Mr McGuinness said that he and Mr Adams, the Sinn Fein president - elected to represent Mid-Ulster and West Belfast respectively - would be pursuing a policy of "active abstentionism" at Westminster. "It means that short of taking our seats in the British House of Commons we will be fulfilling all the other functions and responsibilities that elected Members of Parliament have. We will provide active representation for the people who elected us."

He added: "The first thing I expect is that I will not be treated by the new British government as a second-class MP. I have the right to expect that the British government will not hold against me my refusal to take an oath of allegiance."

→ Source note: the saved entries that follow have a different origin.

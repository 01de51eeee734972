//! The game engine: one authoritative snapshot plus its timers.
//!
//! Commands arrive through [`GameEngine::dispatch`] (or the named helpers)
//! and are applied synchronously. A command that does not apply is ignored
//! and returns no events. Rolls and auto-passes are deferred: they sit in
//! the [`Scheduler`] until the host advances the clock, and each is
//! checked against the live snapshot before it runs.

use std::time::Duration;

use tracing::{debug, info};

use super::events::GameEvent;
use super::query::{self, TurnPhase};
use super::scheduler::{Scheduler, Timer};
use super::transition::{self, Transition};
use crate::core::{Color, Command, DiceSource, GameRng, GameState, RulesConfig, TokenId};
use crate::rules::{ClassicRules, MoveRejection, RulesEngine};

/// Game engine.
///
/// Generic over the rule set and the dice so tests can script rolls.
#[derive(Clone, Debug)]
pub struct GameEngine<R = ClassicRules, D = GameRng> {
    rules: R,
    dice: D,
    state: GameState,
    scheduler: Scheduler,
}

impl GameEngine {
    /// Classic rules with dice seeded from `config.seed` (or entropy).
    #[must_use]
    pub fn new(config: RulesConfig) -> Self {
        let dice = match config.seed {
            Some(seed) => GameRng::new(seed),
            None => GameRng::from_entropy(),
        };
        Self::with_parts(ClassicRules::new(config), dice)
    }
}

impl Default for GameEngine {
    fn default() -> Self {
        Self::new(RulesConfig::default())
    }
}

impl<D: DiceSource> GameEngine<ClassicRules, D> {
    /// Classic rules with the given dice.
    #[must_use]
    pub fn with_dice(config: RulesConfig, dice: D) -> Self {
        Self::with_parts(ClassicRules::new(config), dice)
    }
}

impl<R: RulesEngine, D: DiceSource> GameEngine<R, D> {
    #[must_use]
    pub fn with_parts(rules: R, dice: D) -> Self {
        Self {
            rules,
            dice,
            state: GameState::new(),
            scheduler: Scheduler::new(),
        }
    }

    // === Accessors ===

    /// The current snapshot.
    #[must_use]
    pub fn state(&self) -> &GameState {
        &self.state
    }

    #[must_use]
    pub fn rules(&self) -> &R {
        &self.rules
    }

    #[must_use]
    pub fn config(&self) -> &RulesConfig {
        self.rules.config()
    }

    /// Mutable access to the dice, e.g. to queue scripted values.
    pub fn dice_mut(&mut self) -> &mut D {
        &mut self.dice
    }

    /// Current logical time.
    #[must_use]
    pub fn now(&self) -> Duration {
        self.scheduler.now()
    }

    /// When the next timer is due, if any.
    #[must_use]
    pub fn next_deadline(&self) -> Option<Duration> {
        self.scheduler.next_deadline()
    }

    /// Queued timers, including ones that will turn out stale.
    #[must_use]
    pub fn pending_timers(&self) -> usize {
        self.scheduler.len()
    }

    // === Queries ===

    #[must_use]
    pub fn turn_phase(&self) -> TurnPhase {
        query::turn_phase(&self.rules, &self.state)
    }

    #[must_use]
    pub fn legal_moves(&self) -> Vec<TokenId> {
        query::legal_moves(&self.rules, &self.state)
    }

    #[must_use]
    pub fn can_move(&self, token: TokenId) -> bool {
        query::can_move(&self.rules, &self.state, token)
    }

    #[must_use]
    pub fn can_roll(&self) -> bool {
        query::can_roll(&self.state)
    }

    // === Commands ===

    /// Apply a command. Returns the events it produced; empty if ignored.
    pub fn dispatch(&mut self, command: Command) -> Vec<GameEvent> {
        match command {
            Command::Roll => self.roll(),
            Command::Move(token) => self.move_token(token),
            Command::Pass => self.pass(),
            Command::Reset => self.reset(),
        }
    }

    /// Start a roll. The value is drawn when the roll timer fires.
    pub fn roll(&mut self) -> Vec<GameEvent> {
        let Some(next) = transition::begin_roll(&self.state) else {
            debug!(
                rolling = self.state.is_rolling(),
                dice = ?self.state.dice_value(),
                status = ?self.state.status(),
                "roll ignored"
            );
            return Vec::new();
        };
        let timer = Timer::RollComplete {
            version: next.state.version(),
            turn: next.state.current_turn(),
        };
        self.scheduler.schedule(self.rules.config().roll_delay, timer);
        self.commit(next)
    }

    /// Move a token, reporting why if the move is refused.
    pub fn try_move(&mut self, token: TokenId) -> Result<Vec<GameEvent>, MoveRejection> {
        let next = transition::move_token(&self.state, &self.rules, token)?;
        Ok(self.commit(next))
    }

    /// Move a token. A refused move is logged and ignored.
    pub fn move_token(&mut self, token: TokenId) -> Vec<GameEvent> {
        self.try_move(token).unwrap_or_else(|reason| {
            debug!(%token, %reason, "move rejected");
            Vec::new()
        })
    }

    /// Hand the turn to the next color.
    pub fn pass(&mut self) -> Vec<GameEvent> {
        match transition::pass_turn(&self.state, false) {
            Some(next) => self.commit(next),
            None => {
                debug!("pass ignored, game is over");
                Vec::new()
            }
        }
    }

    /// Start a new game. Timers from the old game become stale.
    pub fn reset(&mut self) -> Vec<GameEvent> {
        info!(version = self.state.version(), "game reset");
        let next = transition::reset(&self.state);
        self.commit(next)
    }

    // === Time ===

    /// Move the clock forward by `elapsed`, firing due timers in order.
    pub fn advance(&mut self, elapsed: Duration) -> Vec<GameEvent> {
        let at = self.scheduler.now() + elapsed;
        self.advance_to(at)
    }

    /// Move the clock to `at`, firing due timers in order.
    pub fn advance_to(&mut self, at: Duration) -> Vec<GameEvent> {
        let mut events = Vec::new();
        while let Some(timer) = self.scheduler.pop_due(at) {
            events.extend(self.fire(timer));
        }
        self.scheduler.advance_to(at);
        events
    }

    /// Fire every queued timer regardless of due time.
    pub fn settle(&mut self) -> Vec<GameEvent> {
        let mut events = Vec::new();
        while let Some(deadline) = self.scheduler.next_deadline() {
            events.extend(self.advance_to(deadline));
        }
        events
    }

    fn fire(&mut self, timer: Timer) -> Vec<GameEvent> {
        if !self.is_live(timer) {
            debug!(
                ?timer,
                version = self.state.version(),
                turn = %self.state.current_turn(),
                "stale timer dropped"
            );
            return Vec::new();
        }

        match timer {
            Timer::RollComplete { turn, .. } => self.complete_roll(turn),
            Timer::AutoPass { .. } => match transition::pass_turn(&self.state, true) {
                Some(next) => self.commit(next),
                None => Vec::new(),
            },
        }
    }

    fn is_live(&self, timer: Timer) -> bool {
        if timer.version() != self.state.version() || timer.turn() != self.state.current_turn() {
            return false;
        }
        match timer {
            Timer::RollComplete { .. } => self.state.is_rolling(),
            Timer::AutoPass { .. } => self.state.dice_value().is_some() && !self.state.is_finished(),
        }
    }

    fn complete_roll(&mut self, turn: Color) -> Vec<GameEvent> {
        let value = self.dice.roll_die();
        let next = transition::complete_roll(&self.state, &self.rules, value);

        if !self.rules.has_legal_move(&next.state, turn, value) {
            debug!(%turn, value, "no legal move, auto-pass scheduled");
            let timer = Timer::AutoPass {
                version: next.state.version(),
                turn,
            };
            self.scheduler.schedule(self.rules.config().auto_pass_delay, timer);
        }
        self.commit(next)
    }

    fn commit(&mut self, next: Transition) -> Vec<GameEvent> {
        self.state = next.state;
        debug_assert!(
            self.state.validate().is_ok(),
            "invalid state after transition: {:?}",
            self.state.validate()
        );
        next.events
    }
}
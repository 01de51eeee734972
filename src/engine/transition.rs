//! Pure state transitions.
//!
//! Each function reads a snapshot and returns a new one plus the events it
//! produced; none of them touch the input. `None`/`Err` means the command
//! does not apply and the caller keeps the old snapshot.

use super::events::GameEvent;
use crate::core::{GameState, GameStatus, TokenId};
use crate::rules::{MoveRejection, RulesEngine};

/// A new snapshot and the events that produced it.
#[derive(Clone, Debug)]
pub struct Transition {
    pub state: GameState,
    pub events: Vec<GameEvent>,
}

impl Transition {
    fn new(state: GameState) -> Self {
        Self {
            state,
            events: Vec::new(),
        }
    }
}

/// Whether a roll may start: not rolling, no unconsumed value, game live.
#[must_use]
pub fn can_roll(state: &GameState) -> bool {
    !state.is_rolling() && state.dice_value().is_none() && !state.is_finished()
}

/// Start rolling. The value arrives later via [`complete_roll`].
#[must_use]
pub fn begin_roll(state: &GameState) -> Option<Transition> {
    if !can_roll(state) {
        return None;
    }

    let mut next = Transition::new(state.clone());
    next.state.set_rolling(true);
    if next.state.status() == GameStatus::Waiting {
        next.state.set_status(GameStatus::Playing);
    }
    next.state.bump_version();
    next.events.push(GameEvent::RollStarted {
        color: state.current_turn(),
    });
    Some(next)
}

/// Settle an in-flight roll on `value`.
///
/// The caller has already checked the roll is still live.
#[must_use]
pub fn complete_roll<R: RulesEngine>(state: &GameState, rules: &R, value: u8) -> Transition {
    debug_assert!(state.is_rolling());
    let color = state.current_turn();

    let mut next = Transition::new(state.clone());
    next.state.set_rolling(false);
    next.state.set_dice_value(Some(value));
    next.state.bump_version();
    next.events.push(GameEvent::Rolled {
        color,
        value,
        has_moves: rules.has_legal_move(state, color, value),
    });
    next
}

/// Move a token by the pending roll.
pub fn move_token<R: RulesEngine>(
    state: &GameState,
    rules: &R,
    token: TokenId,
) -> Result<Transition, MoveRejection> {
    let plan = rules.plan_move(state, token)?;
    let color = token.color();

    let mut next = Transition::new(state.clone());
    let outcome = rules.apply_move(&mut next.state, &plan);
    next.state.bump_version();

    next.events.push(GameEvent::TokenMoved {
        token,
        from: outcome.record.from,
        to: outcome.record.to,
    });
    next.events.extend(
        outcome
            .record
            .captured
            .iter()
            .map(|&captured| GameEvent::TokenCaptured { token: captured, by: token }),
    );
    if outcome.won {
        next.events.push(GameEvent::GameWon { color });
    } else if outcome.bonus {
        next.events.push(GameEvent::BonusTurn { color });
    } else {
        next.events.push(GameEvent::TurnPassed {
            from: color,
            to: next.state.current_turn(),
            auto: false,
        });
    }
    Ok(next)
}

/// Hand the turn on, dropping any pending or in-flight roll.
#[must_use]
pub fn pass_turn(state: &GameState, auto: bool) -> Option<Transition> {
    if state.is_finished() {
        return None;
    }

    let mut next = Transition::new(state.clone());
    next.state.set_dice_value(None);
    next.state.set_rolling(false);
    next.state.advance_turn();
    next.state.bump_version();
    next.events.push(GameEvent::TurnPassed {
        from: state.current_turn(),
        to: next.state.current_turn(),
        auto,
    });
    Some(next)
}

/// Replace the game with a fresh one.
#[must_use]
pub fn reset(state: &GameState) -> Transition {
    let mut next = Transition::new(GameState::succeeding(state));
    next.events.push(GameEvent::GameReset);
    next
}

Speaking at a press conference in London, Mr McGuinness said that many voters had asked him if he would actually take his seat in Parliament.

He had explained that he could not. "I am an Irish republican. I would not take an oath of allegiance to the English Queen. I don't wish her any ill-will at all, but I cannot take an oath of allegiance," he said.

Negotiations have begun with Commons officials for a Sinn Fein office to be set up at Westminster, but Mr McGuinness was scornful of the suggestion that it would heighten the security threat to known IRA targets like Baroness Thatcher and Andrew Hunter, the chairman of the Conservative backbench committee on Northern Ireland.

"I don't want to kill anybody and I don't want to see anybody killed," said Mr McGuinness. "What we are hearing from the most negative elements of the British establishment, the Andrew Hunters of this world, is their unwillingness to recognise our electoral mandate."

Mr McGuinness said he was in London on constituency business, visiting Roisin McAliskey in Holloway prison, where she is awaiting extradition to Germany on charges relating to the mortar bombing of a British Army base. Ms McAliskey, 25, daughter of prominent republican Bernadette, is due to give birth a week today. Yesterday a stipendiary magistrate agreed that she was too ill to attend a court hearing on the extradition.

Mr McGuinness complained that his constituent was being held in "inhuman and degrading" and was locked up "for very long periods of time".